__Excerpted records__
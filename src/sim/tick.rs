//! Fixed timestep simulation tick
//!
//! Advances the kernel by exactly one slice of `config.dt`, integrating in
//! passes that stop at every due event and never move a ball more than a
//! fraction of its own radius.

use glam::DVec2;

use super::arena::Axis;
use super::ball::BallKey;
use super::collision::{elastic_impulse, rect_contact, reflect_off_boundary, reflect_velocity};
use super::events::{EventKind, ScheduledEvent};
use super::kernel::PhysicsKernel;
use super::notify::Notification;
use crate::consts::*;

/// Slice time left below this is treated as spent
const REMAINING_EPSILON: f64 = 1e-12;

impl PhysicsKernel {
    /// Advance the simulation by one fixed slice
    pub fn tick(&mut self) {
        if self.queue_dirty {
            self.rebuild_queue();
        }

        let mut remaining = self.config.dt;
        let mut resolved = 0usize;
        let mut capped = false;
        let min_pass = self.config.dt / self.config.max_passes_per_tick as f64;
        let mut floored = false;

        while remaining > REMAINING_EPSILON {
            let next = if capped { None } else { self.next_live_time() };
            let target = next.map_or(remaining, |te| (te - self.time).clamp(0.0, remaining));
            let mut limit = self.substep_limit();
            if limit < min_pass {
                if !floored {
                    log::warn!(
                        "pass length {limit:.3e} below floor {min_pass:.3e} at t={:.6}; \
                         travel bound relaxed for this tick",
                        self.time
                    );
                    floored = true;
                }
                limit = min_pass;
            }
            let step = target.min(limit);
            if step > 0.0 {
                self.integrate(step);
                remaining -= step;
            }
            if capped {
                continue;
            }

            while let Some(event) = self.pop_due() {
                if resolved >= self.config.max_events_per_tick {
                    log::warn!(
                        "event cap ({}) hit at t={:.6}; finishing slice without resolution",
                        self.config.max_events_per_tick,
                        self.time
                    );
                    self.rebuild_queue();
                    capped = true;
                    break;
                }
                self.resolve(event);
                resolved += 1;
            }
        }

        self.remove_expired();
        self.steps += 1;
    }

    /// Largest pass that keeps every moving ball within its travel bound
    fn substep_limit(&self) -> f64 {
        let fraction = self.config.substep_fraction;
        self.balls
            .values()
            .filter(|b| !b.is_captured())
            .filter_map(|b| {
                let speed = b.vel.length();
                (speed > 0.0).then(|| fraction * b.radius / speed)
            })
            .fold(f64::INFINITY, f64::min)
    }

    fn integrate(&mut self, dt: f64) {
        for ball in self.balls.values_mut() {
            if !ball.is_captured() {
                ball.pos += ball.vel * dt;
            }
        }
        self.time += dt;
    }

    /// Drop stale events at the head of the queue
    fn discard_stale(&mut self) {
        while let Some(event) = self.queue.peek() {
            if self.is_live(event) {
                break;
            }
            log::trace!("discard stale {:?} at t={:.6}", event.kind, event.time);
            self.queue.pop();
        }
    }

    fn next_live_time(&mut self) -> Option<f64> {
        self.discard_stale();
        self.queue.peek_time()
    }

    /// Pop the head event if it is live and due now
    fn pop_due(&mut self) -> Option<ScheduledEvent> {
        self.discard_stale();
        let due = self.queue.peek_time()? - self.time <= EVENT_EPSILON;
        if due { self.queue.pop() } else { None }
    }

    fn resolve(&mut self, event: ScheduledEvent) {
        log::trace!("resolve {:?} at t={:.6}", event.kind, self.time);
        let notification = match event.kind {
            EventKind::Boundary { ball, axis } => self.resolve_boundary(ball, axis),
            EventKind::BallPair { a, b } => self.resolve_pair(a, b),
            EventKind::SceneWall { ball, object } => self.resolve_wall(ball, object),
            EventKind::SceneInput { ball, object } => self.resolve_input(ball, object),
            EventKind::SceneOutput { ball, object } => self.resolve_output(ball, object),
        };

        let mut touched = vec![event.kind.ball()];
        touched.extend(event.kind.partner());
        self.bump_and_reschedule(&touched);

        if let Some(notification) = notification {
            self.observers.emit(&notification);
        }
    }

    /// Invalidate the touched balls' events and predict again. Balls whose
    /// pending event was a pair event with a touched ball lost it as well.
    fn bump_and_reschedule(&mut self, touched: &[BallKey]) {
        for &key in touched {
            if let Some(slot) = self.schedule.get_mut(key) {
                slot.version += 1;
                slot.partner = None;
            }
        }
        let dependents: Vec<BallKey> = self
            .schedule
            .iter()
            .filter(|(key, slot)| {
                !touched.contains(key) && slot.partner.is_some_and(|p| touched.contains(&p))
            })
            .map(|(key, _)| key)
            .collect();

        for key in touched.iter().copied().chain(dependents) {
            self.schedule_for_ball(key);
        }
    }

    fn resolve_boundary(&mut self, key: BallKey, axis: Axis) -> Option<Notification> {
        let ball = self.balls.get_mut(key)?;
        ball.vel = reflect_off_boundary(ball.vel, axis);
        let clamped = self.bounds.clamp_axis(
            axis,
            axis.component(ball.pos),
            ball.radius,
            BOUNDARY_CLAMP_MARGIN,
        );
        match axis {
            Axis::X => ball.pos.x = clamped,
            Axis::Y => ball.pos.y = clamped,
        }
        Some(Notification::Boundary {
            ball: ball.id,
            axis,
            t: self.time,
        })
    }

    fn resolve_pair(&mut self, a: BallKey, b: BallKey) -> Option<Notification> {
        let [ba, bb] = self.balls.get_disjoint_mut([a, b])?;

        let delta = bb.pos - ba.pos;
        let dist = delta.length();
        // Coincident centers: fixed axis keeps the outcome deterministic
        let n = if dist > 0.0 { delta / dist } else { DVec2::X };

        let overlap = ba.radius + bb.radius - dist;
        if overlap > 0.0 {
            let push = n * ((overlap + BALL_SEPARATION) * 0.5);
            ba.pos -= push;
            bb.pos += push;
        }

        let (va, vb) = elastic_impulse(ba.vel, ba.mass, bb.vel, bb.mass, n)?;
        ba.vel = va;
        bb.vel = vb;
        Some(Notification::BallCollision {
            a: ba.id,
            b: bb.id,
            t: self.time,
        })
    }

    fn resolve_wall(&mut self, key: BallKey, index: usize) -> Option<Notification> {
        let object = self.scene.get(index)?;
        let ball = self.balls.get_mut(key)?;

        let contact = rect_contact(&object.rect, ball.pos);
        ball.pos += contact.normal * (contact.penetration(ball.radius) + WALL_SEPARATION);
        if ball.may_bounce && ball.vel.dot(contact.normal) < 0.0 {
            ball.vel = reflect_velocity(ball.vel, contact.normal);
            ball.may_bounce = false;
        }
        Some(Notification::WallBounce {
            ball: ball.id,
            object: object.id.clone(),
            t: self.time,
        })
    }

    fn resolve_input(&mut self, key: BallKey, index: usize) -> Option<Notification> {
        let object = self.scene.get(index)?;
        let ball = self.balls.get_mut(key)?;

        // Exit wake-ups find the ball outside; the next schedule re-arms it
        if !rect_contact(&object.rect, ball.pos).touches(ball.radius, CONTACT_SLOP) {
            return None;
        }
        if ball.last_input.as_deref() == Some(object.id.as_str()) {
            return None;
        }
        ball.last_input = Some(object.id.clone());
        log::debug!("ball {} entered input {}", ball.id, object.id);
        Some(Notification::InputPass {
            ball: ball.id,
            object: object.id.clone(),
            label: object.label.clone(),
            t: self.time,
        })
    }

    fn resolve_output(&mut self, key: BallKey, index: usize) -> Option<Notification> {
        let object = self.scene.get(index)?;
        let ball = self.balls.get_mut(key)?;

        ball.capture(object.center(), self.time, self.config.capture_linger);
        log::debug!(
            "ball {} captured by {} at t={:.3}, removal at t={:.3}",
            ball.id,
            object.id,
            self.time,
            self.time + self.config.capture_linger
        );
        Some(Notification::OutputCapture {
            ball: ball.id,
            object: object.id.clone(),
            label: object.label.clone(),
            t: self.time,
        })
    }

    /// Remove captured balls whose linger has run out. Their handles go
    /// stale, and nothing else was scheduled against a captured ball, so the
    /// queue stays valid.
    fn remove_expired(&mut self) {
        let now = self.time;
        let expired: Vec<BallKey> = self
            .balls
            .iter()
            .filter(|(_, b)| b.expired(now))
            .map(|(key, _)| key)
            .collect();

        for key in expired {
            if let Some(ball) = self.balls.remove(key) {
                self.schedule.remove(key);
                log::debug!("ball {} removed at t={:.3}", ball.id, now);
                self.observers
                    .emit(&Notification::BallRemoved { ball: ball.id, t: now });
            }
        }
    }
}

__Exercise details__
Reproduce each line of the records in which "speed" appears.

__Result of the exercise__
                let speed = b.vel.length();
                (speed > 0.0).then(|| fraction * b.radius / speed)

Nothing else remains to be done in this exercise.